3. Problem statement - what is the knowledge gap in the related work this paper is talking about.
4. Solution - how did we address the gap.
5. Validation - how do we claim our solution addressed the gap it was intended to address.
This paper's abstract covers only the last part and sporadically a bit of 2. What I want to know is this abstract is "what is the new learning in the yolov7 arch?"
Perhaps the bigger picture here is that it points to metrics chasing as a proxy for a "research agenda" in the ML community.
Probably the most interesting trick from the paper is using the head as a soft supervisor for earlier layers of the network, with the intuition being that if the earlier layers learn to imitate the higher capacity later layers, it frees up the capacity of the later layers to better learn the residual and provides more dense supervisory signal.
Yes, but to my surprise the "compound scaling" provides 3x more improvement in their ablation study. Also, I don't understand Table 8 in their ablation study for aux heads, specifically: why does it have different base benchmark values from Tables 6 and 7?
As someone who got only his feet wet with OpenCV like 20 years ago, so basic shape recognition and no AI involved, what read/software, etc. would you suggest to catch up and play with current technology without being inundated by theory that I'm sure I couldn't grasp?
Go to huggingface.com and start with some of the tutorials. The operational/engineering skill sets alone are all you need to treat modern ML models like any other black box API/SDK.

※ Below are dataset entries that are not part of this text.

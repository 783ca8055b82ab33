//! Single raster band: typed pixel buffer plus its nodata sentinel.

use super::{DataType, RasterError, Window};

/// One band of pixels, stored row-major.
///
/// Every pixel is either the nodata sentinel or a value representable in the
/// band's data type.
#[derive(Debug, Clone, PartialEq)]
pub struct Band {
    dtype: DataType,
    nodata: Option<f64>,
    width: usize,
    height: usize,
    data: Vec<f64>,
    fill: (DataType, f64),
}

impl Band {
    /// Create a band, checking that the buffer matches `width * height` and
    /// that every pixel fits `dtype`.
    ///
    /// `Float32` values are rounded to single precision. Integer types reject
    /// fractional, out-of-range and NaN values that are not the nodata value.
    pub fn new(
        dtype: DataType,
        width: usize,
        height: usize,
        mut data: Vec<f64>,
        nodata: Option<f64>,
    ) -> Result<Self, RasterError> {
        let expected = width * height;
        if data.len() != expected {
            return Err(RasterError::InvalidBuffer {
                expected,
                actual: data.len(),
            });
        }
        for (index, value) in data.iter_mut().enumerate() {
            if matches_nodata(nodata, *value) {
                continue;
            }
            match dtype {
                DataType::Float64 => {}
                DataType::Float32 => *value = dtype.cast(*value),
                _ if dtype.fits(*value) => {}
                _ => {
                    return Err(RasterError::ValueNotRepresentable {
                        index,
                        value: *value,
                        dtype,
                    })
                }
            }
        }
        let fill = outside_fill(dtype, nodata, &data);
        Ok(Self {
            dtype,
            nodata,
            width,
            height,
            data,
            fill,
        })
    }

    /// Band of `width * height` pixels all set to `value`, which must be
    /// representable in `dtype` or equal to `nodata`.
    pub fn filled(
        dtype: DataType,
        width: usize,
        height: usize,
        value: f64,
        nodata: Option<f64>,
    ) -> Self {
        debug_assert!(
            matches_nodata(nodata, value) || dtype.fits(value) || dtype.is_float(),
            "{} does not fit {}",
            value,
            dtype
        );
        let data = vec![value; width * height];
        let fill = outside_fill(dtype, nodata, &data);
        Self {
            dtype,
            nodata,
            width,
            height,
            data,
            fill,
        }
    }

    /// Data type and sentinel that a resampled copy of this band uses for
    /// pixels with no source value.
    ///
    /// This is the declared nodata when there is one. Otherwise it is the
    /// type's default sentinel, unless a valid pixel already holds that value.
    /// In that case the copy moves to a wider type whose default sentinel lies
    /// outside this type's range.
    pub fn fill(&self) -> (DataType, f64) {
        self.fill
    }

    pub fn dtype(&self) -> DataType {
        self.dtype
    }

    pub fn nodata(&self) -> Option<f64> {
        self.nodata
    }

    pub fn width(&self) -> usize {
        self.width
    }

    pub fn height(&self) -> usize {
        self.height
    }

    pub fn len(&self) -> usize {
        self.data.len()
    }

    pub fn is_empty(&self) -> bool {
        self.data.is_empty()
    }

    pub fn data(&self) -> &[f64] {
        &self.data
    }

    pub fn into_data(self) -> Vec<f64> {
        self.data
    }

    /// Pixel value at (col, row), if inside the band.
    pub fn get(&self, col: usize, row: usize) -> Option<f64> {
        if col >= self.width || row >= self.height {
            return None;
        }
        Some(self.data[row * self.width + col])
    }

    /// Whether `value` is this band's nodata sentinel.
    ///
    /// A NaN sentinel matches NaN pixels; otherwise matching is exact.
    #[inline]
    pub fn is_nodata(&self, value: f64) -> bool {
        matches_nodata(self.nodata, value)
    }

    /// Number of pixels that are not nodata.
    pub fn valid_count(&self) -> usize {
        self.data.iter().filter(|v| !self.is_nodata(**v)).count()
    }

    /// Copy a window of pixels out of the band, row-major.
    pub fn read(&self, window: Window) -> Result<Vec<f64>, RasterError> {
        if window.col + window.width > self.width || window.row + window.height > self.height {
            return Err(RasterError::WindowOutOfBounds {
                col: window.col,
                row: window.row,
                width: window.width,
                height: window.height,
                raster_width: self.width,
                raster_height: self.height,
            });
        }
        let mut out = Vec::with_capacity(window.width * window.height);
        for row in window.row..window.row + window.height {
            let start = row * self.width + window.col;
            out.extend_from_slice(&self.data[start..start + window.width]);
        }
        Ok(out)
    }
}

#[inline]
fn matches_nodata(nodata: Option<f64>, value: f64) -> bool {
    match nodata {
        Some(nodata) if nodata.is_nan() => value.is_nan(),
        Some(nodata) => value == nodata,
        None => false,
    }
}

fn outside_fill(dtype: DataType, nodata: Option<f64>, data: &[f64]) -> (DataType, f64) {
    if let Some(nodata) = nodata {
        return (dtype, nodata);
    }
    let default = dtype.default_nodata();
    if !data.contains(&default) {
        return (dtype, default);
    }
    let wider = match dtype {
        DataType::UInt8 | DataType::Int8 => DataType::Int16,
        DataType::UInt16 | DataType::Int16 => DataType::Int32,
        DataType::UInt32 | DataType::Int32 | DataType::Float32 => DataType::Float64,
        DataType::Float64 => return (DataType::Float64, f64::NAN),
    };
    (wider, wider.default_nodata())
}

#[cfg(test)]
mod tests {
    use super::*;

    fn sample_band() -> Band {
        let data = (0..12).map(|v| v as f64).collect();
        Band::new(DataType::UInt8, 4, 3, data, Some(255.0)).unwrap()
    }

    #[test]
    fn test_new_rejects_wrong_length() {
        let result = Band::new(DataType::UInt8, 4, 4, vec![0.0; 15], None);
        assert!(matches!(
            result,
            Err(RasterError::InvalidBuffer {
                expected: 16,
                actual: 15
            })
        ));
    }

    #[test]
    fn test_new_rejects_values_outside_integer_type() {
        let fractional = Band::new(DataType::UInt8, 2, 1, vec![1.0, 2.9], None);
        assert!(matches!(
            fractional,
            Err(RasterError::ValueNotRepresentable { index: 1, dtype: DataType::UInt8, .. })
        ));
        assert!(Band::new(DataType::UInt8, 1, 1, vec![256.0], None).is_err());
        assert!(Band::new(DataType::Int16, 1, 1, vec![f64::NAN], None).is_err());
    }

    #[test]
    fn test_new_accepts_nodata_outside_type() {
        let band = Band::new(DataType::UInt8, 2, 1, vec![3.0, -9999.0], Some(-9999.0)).unwrap();
        assert_eq!(band.valid_count(), 1);
    }

    #[test]
    fn test_new_rounds_float32() {
        let band = Band::new(DataType::Float32, 2, 1, vec![0.5, 2.9], None).unwrap();
        assert_eq!(band.data(), &[0.5, 2.9f32 as f64]);
    }

    #[test]
    fn test_fill_uses_declared_nodata() {
        assert_eq!(sample_band().fill(), (DataType::UInt8, 255.0));
    }

    #[test]
    fn test_fill_avoids_values_in_use() {
        let unused = Band::new(DataType::UInt8, 2, 1, vec![1.0, 2.0], None).unwrap();
        assert_eq!(unused.fill(), (DataType::UInt8, 255.0));

        let saturated = Band::new(DataType::UInt8, 2, 1, vec![0.0, 255.0], None).unwrap();
        assert_eq!(saturated.fill(), (DataType::Int16, -32768.0));

        let wide = Band::new(DataType::Int32, 1, 1, vec![i32::MIN as f64], None).unwrap();
        assert_eq!(wide.fill(), (DataType::Float64, f64::MIN));
    }

    #[test]
    fn test_read_window() {
        let band = sample_band();
        let values = band.read(Window::new(1, 1, 2, 2)).unwrap();
        assert_eq!(values, vec![5.0, 6.0, 9.0, 10.0]);
    }

    #[test]
    fn test_read_full_window() {
        let band = sample_band();
        assert_eq!(band.read(Window::full(4, 3)).unwrap(), band.data());
    }

    #[test]
    fn test_read_window_out_of_bounds() {
        let band = sample_band();
        let result = band.read(Window::new(3, 0, 2, 1));
        assert!(matches!(result, Err(RasterError::WindowOutOfBounds { .. })));
    }

    #[test]
    fn test_is_nodata_exact() {
        let band = sample_band();
        assert!(band.is_nodata(255.0));
        assert!(!band.is_nodata(254.0));
    }

    #[test]
    fn test_is_nodata_nan_sentinel() {
        let band = Band::filled(DataType::Float32, 2, 2, f64::NAN, Some(f64::NAN));
        assert!(band.is_nodata(f64::NAN));
        assert_eq!(band.valid_count(), 0);
    }

    #[test]
    fn test_get() {
        let band = sample_band();
        assert_eq!(band.get(3, 2), Some(11.0));
        assert_eq!(band.get(4, 0), None);
    }
}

If you go to the associated code, you'll see that it needs a 'backbone', 'neck' etc. What is a backbone? Questions that arise directly from the code will lead you towards good blog articles, etc. https://huggingface.co/spaces/nateraw/yolov6/blob/main/yolov...
OTOH, you could go and have a look at (for instance) the Stanford vision courses for a more 'theoretical' approach. But the code itself is often solid guide to what's going on (the frameworks used for Deep Learning map well onto what's being discussed in blogs/lectures/papers).
Github repo mentions "teaser: Yolov7-mask" showing segmentation as well. Highly relevant to my interests. Sadly I can't easily discern any other info on this topic.
What are you using it for if can share? I’ve thought about training some of these and releasing the weights but I’ve never found a reason they’d really be useful personally so it never really happened
I'm working on a computer vision pipeline that relies heavily on segmentation to detect objects in video feeds. We capture about 6 hours of video each day. So being somewhat close to real time with our processing rate is important ...
Why? For me at this point YOLO means a family of detectors that in a single pass propose a bounding box per pixel and filters them with some clustering algorithm. When I see YOLOfoo I know what kind of architecture to expect. A more descriptive name like YOLO-tricks instead of YOLOvX would be nice though.
> What good is speed if the accuracy isn't significantly better than a coin flip?
Because distinguishing an object as belonging to one class out of a thousand with 50% accuracy doesn't mean it's a coin flip. You'd need a thousand-sided coin. Random chance in that case is 0.1%, which maeks 50% way, way better.
It’s more nuanced than this. It’s not “look at this image and tell me yes or no if there’s a car in it” it’s more like “tell me where all the cars are in this image, if any.” We use this a lot, and ramping up recall we can do some interesting use cases.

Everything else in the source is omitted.